24. Japanese Space Program
Asahi Shimbun (“JAPANESE CARGO VEHICLE DOCKS AT INTERNATIONAL SPACE STATION”, Tokyo, 2009/09/19) reported that Japan’s first unmanned space transportation vehicle on Friday completed a successful berth with the International Space Station, where it will unload observation equipment and supplies. Koji Yamanaka, HTV flight director at the Japan Aerospace Exploration Agency, stated, “I believe this is a success that will contribute not only to Japan’s space exploration, but the world’s.”
25. Cross Strait Relations
BBC (“TAIWAN CITY TO SCREEN KADEER FILM”, Kaoshiung, 2009/09/20) reported that officials in Kaohsiung said a documentary about exiled Uighur activist Rebiya Kadeer would be shown this week, not during a festival next month as originally planned. On Friday, a spokesman from Beijing’s Taiwan Affairs Office said it opposed the screening and urged the city “not to stir up trouble” in cross-strait ties, Xinhua news agency reported.
26. PRC Social Unrest
Agence France-Presse (“HU SAYS CHINA DEVELOPMENT FACES ‘NEW PROBLEMS'”, Beijing, 2009/09/20) reported that PRC President Hu Jintao said Sunday that the country’s rapid development faced “a series of new problems” including maintaining social stability. He called on members of the Chinese People’s Political Consultative Conference to “assist the party and the government in doing its ethnic and religious work well, promote national unity, religious harmony and social stability.” “We must refer to the fruits of mankind’s political civilisation to develop socialist democracy , but we must by no means imitate the Western political system ‘s method,” he added.

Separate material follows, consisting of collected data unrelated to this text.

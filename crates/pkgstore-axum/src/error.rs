//! Axum-specific error types and mappings.
//!
//! Maps `CoreError` onto HTTP status codes and JSON error bodies.

use axum::http::StatusCode;
use axum::response::{IntoResponse, Response};
use pkgstore_core::{CoreError, ProcessError};
use serde::Serialize;
use thiserror::Error;

/// Axum-specific error type.
#[derive(Debug, Error)]
pub enum HttpError {
    /// Bad request (invalid input).
    #[error("Bad request: {0}")]
    BadRequest(String),

    /// Another stream already owns the package.
    #[error("Conflict: {0}")]
    Conflict(String),

    /// Service unavailable (package manager missing or failing).
    #[error("Service unavailable: {0}")]
    ServiceUnavailable(String),

    /// Internal server error.
    #[error("Internal error: {0}")]
    Internal(String),
}

impl HttpError {
    pub const fn status(&self) -> StatusCode {
        match self {
            Self::BadRequest(_) => StatusCode::BAD_REQUEST,
            Self::Conflict(_) => StatusCode::CONFLICT,
            Self::ServiceUnavailable(_) => StatusCode::SERVICE_UNAVAILABLE,
            Self::Internal(_) => StatusCode::INTERNAL_SERVER_ERROR,
        }
    }
}

/// JSON error response body.
#[derive(Serialize)]
struct ErrorBody {
    error: String,
    status: u16,
}

impl IntoResponse for HttpError {
    fn into_response(self) -> Response {
        let status = self.status();
        let message = match self {
            Self::BadRequest(msg)
            | Self::Conflict(msg)
            | Self::ServiceUnavailable(msg)
            | Self::Internal(msg) => msg,
        };

        if status.is_server_error() {
            tracing::warn!(status = status.as_u16(), error = %message, "request failed");
        }

        let body = ErrorBody {
            error: message,
            status: status.as_u16(),
        };

        (status, axum::Json(body)).into_response()
    }
}

impl From<CoreError> for HttpError {
    fn from(err: CoreError) -> Self {
        match err {
            CoreError::Process(proc_err) => proc_err.into(),
            CoreError::Validation(e) => Self::BadRequest(e.to_string()),
            CoreError::Settings(e) => Self::BadRequest(e.to_string()),
            CoreError::Conflict(msg) => Self::Conflict(msg),
            CoreError::Configuration(msg) => Self::Internal(format!("Config: {msg}")),
            CoreError::ExternalService(msg) => Self::ServiceUnavailable(msg),
            CoreError::Internal(msg) => Self::Internal(msg),
        }
    }
}

impl From<ProcessError> for HttpError {
    fn from(err: ProcessError) -> Self {
        match err {
            e @ ProcessError::SpawnFailed { .. } => Self::ServiceUnavailable(e.to_string()),
            ProcessError::Io(msg) => Self::Internal(format!("Process I/O: {msg}")),
            ProcessError::StopFailed(msg) => Self::Internal(format!("Stop failed: {msg}")),
        }
    }
}
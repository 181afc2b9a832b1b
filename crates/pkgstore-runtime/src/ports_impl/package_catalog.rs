//! PackageCatalogPort implementation backed by the local package manager.
//!
//! The featured list comes from memory, everything else is obtained by
//! running the configured list commands or reading the apt sources
//! directory on each request.

use std::fmt;
use std::io::ErrorKind;
use std::sync::Arc;

use async_trait::async_trait;
use pkgstore_core::{
    CoreError, FeaturedCatalog, PackageCatalogPort, PackageDescriptor, StoreSettings,
    parse_available, parse_installed, repo_name,
};
use tracing::debug;

use crate::command::capture_stdout;

/// Catalog queries answered by `pkg`, `apt-cache` and the sources directory.
pub struct PkgCatalog {
    settings: Arc<StoreSettings>,
    featured: FeaturedCatalog,
}

impl PkgCatalog {
    pub const fn new(settings: Arc<StoreSettings>, featured: FeaturedCatalog) -> Self {
        Self { settings, featured }
    }
}

impl fmt::Debug for PkgCatalog {
    fn fmt(&self, f: &mut fmt::Formatter<'_>) -> fmt::Result {
        f.debug_struct("PkgCatalog")
            .field("featured", &self.featured.packages().len())
            .field("sources_dir", &self.settings.sources_dir)
            .finish()
    }
}

#[async_trait]
impl PackageCatalogPort for PkgCatalog {
    async fn featured(&self) -> Result<Vec<PackageDescriptor>, CoreError> {
        Ok(self.featured.packages().to_vec())
    }

    async fn available(&self) -> Result<Vec<PackageDescriptor>, CoreError> {
        let spec = self
            .settings
            .shell_command(self.settings.list_available_command.as_str());
        let output = capture_stdout(&spec).await?;
        let packages = parse_available(&output, self.settings.catalog_limit);
        debug!(count = packages.len(), "loaded available packages");
        Ok(packages)
    }

    async fn installed(&self) -> Result<Vec<String>, CoreError> {
        let spec = self
            .settings
            .shell_command(self.settings.list_installed_command.as_str());
        let output = capture_stdout(&spec).await?;
        Ok(parse_installed(&output))
    }

    async fn repos(&self) -> Result<Vec<String>, CoreError> {
        let dir = &self.settings.sources_dir;
        let mut entries = match tokio::fs::read_dir(dir).await {
            Ok(entries) => entries,
            Err(e) if e.kind() == ErrorKind::NotFound => {
                debug!(dir = %dir.display(), "sources directory missing, no repos");
                return Ok(Vec::new());
            }
            Err(e) => {
                return Err(CoreError::ExternalService(format!(
                    "cannot read {}: {e}",
                    dir.display()
                )));
            }
        };

        let mut repos = Vec::new();
        while let Some(entry) = entries
            .next_entry()
            .await
            .map_err(|e| CoreError::ExternalService(format!("cannot read {}: {e}", dir.display())))?
        {
            let file_name = entry.file_name();
            if let Some(name) = repo_name(&file_name.to_string_lossy(), &self.settings.repo_extension)
            {
                repos.push(name);
            }
        }
        repos.sort();
        Ok(repos)
    }
}
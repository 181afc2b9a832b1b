//! Serve command handler.

use anyhow::Result;
use pkgstore_axum::start_server;
use tracing::info;

use crate::config::ServeArgs;

/// Run the web server until the process is stopped.
pub async fn execute(args: ServeArgs) -> Result<()> {
    let config = args.into_server_config();
    info!(host = %config.host, port = config.port, "starting pkgstore");
    start_server(config).await
}
//! Main CLI parser and top-level argument handling.
//!
//! This module defines the root CLI structure with global options.

use clap::Parser;

use crate::commands::Commands;

/// Command-line interface for the package store.
///
/// This is the top-level parser that handles global options and dispatches
/// to subcommands.
#[derive(Parser)]
#[command(name = "pkgstore")]
#[command(about = "Browse packages and stream install progress to a browser")]
#[command(version)]
pub struct Cli {
    /// Enable verbose/debug output
    #[arg(short = 'v', long = "verbose", global = true)]
    pub verbose: bool,

    #[command(subcommand)]
    pub command: Option<Commands>,
}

Associated Press (Gillian Wong, “BEIJING STUDENTS PROTEST TEACHER’S DETENTION”, Beijing, 2009/09/20) reported that nearly a hundred university students gathered outside a Beijing district police bureau Sunday to demand the release of Ding Xiaoping, a lecturer and former leader of 1989 Tiananmen pro-democracy demonstrations whom they believe is being held unfairly by authorities. “He was taken away for political reasons. The police want to limit his activity,” said Yu Zhiwei, a former student of Ding. “The students will not tolerate seeing their teacher being bullied by police,” he said.
27. PRC Ethnic Unrest
BBC (“CHINA VOWS SEPARATISM CRACKDOWN”, Beijing, 2009/09/18) reported that the PRC’s ruling Communist Party (CPC) vowed to take tough action on ethnic separatist activity at its annual conference. The CPC announced it intended to “effectively prevent and resolutely crack down on ethnicity-related separatist activities”. “Under the new circumstances, we should continue to promote the progress of ethnic unity to ensure the country’s long-term social stability and harmony,” it said.
28. PRC Leadership
Bloomberg (“CHINA’S XI NOT NAMED TO PARTY’S MILITARY COMMISSION”, Beijing, 2009/09/19) reported that PRC Vice President Xi Jinping wasn’t named a vice chairman of the ruling Communist Party’s Central Military Commission, signaling President Hu Jintao may want to hold on to some power after his scheduled retirement in 2013. Ten years ago, Hu, then vice president, was named a commission vice chairman at a similar party meeting. Xi may still be named to the post in coming days or weeks or at a party meeting next year.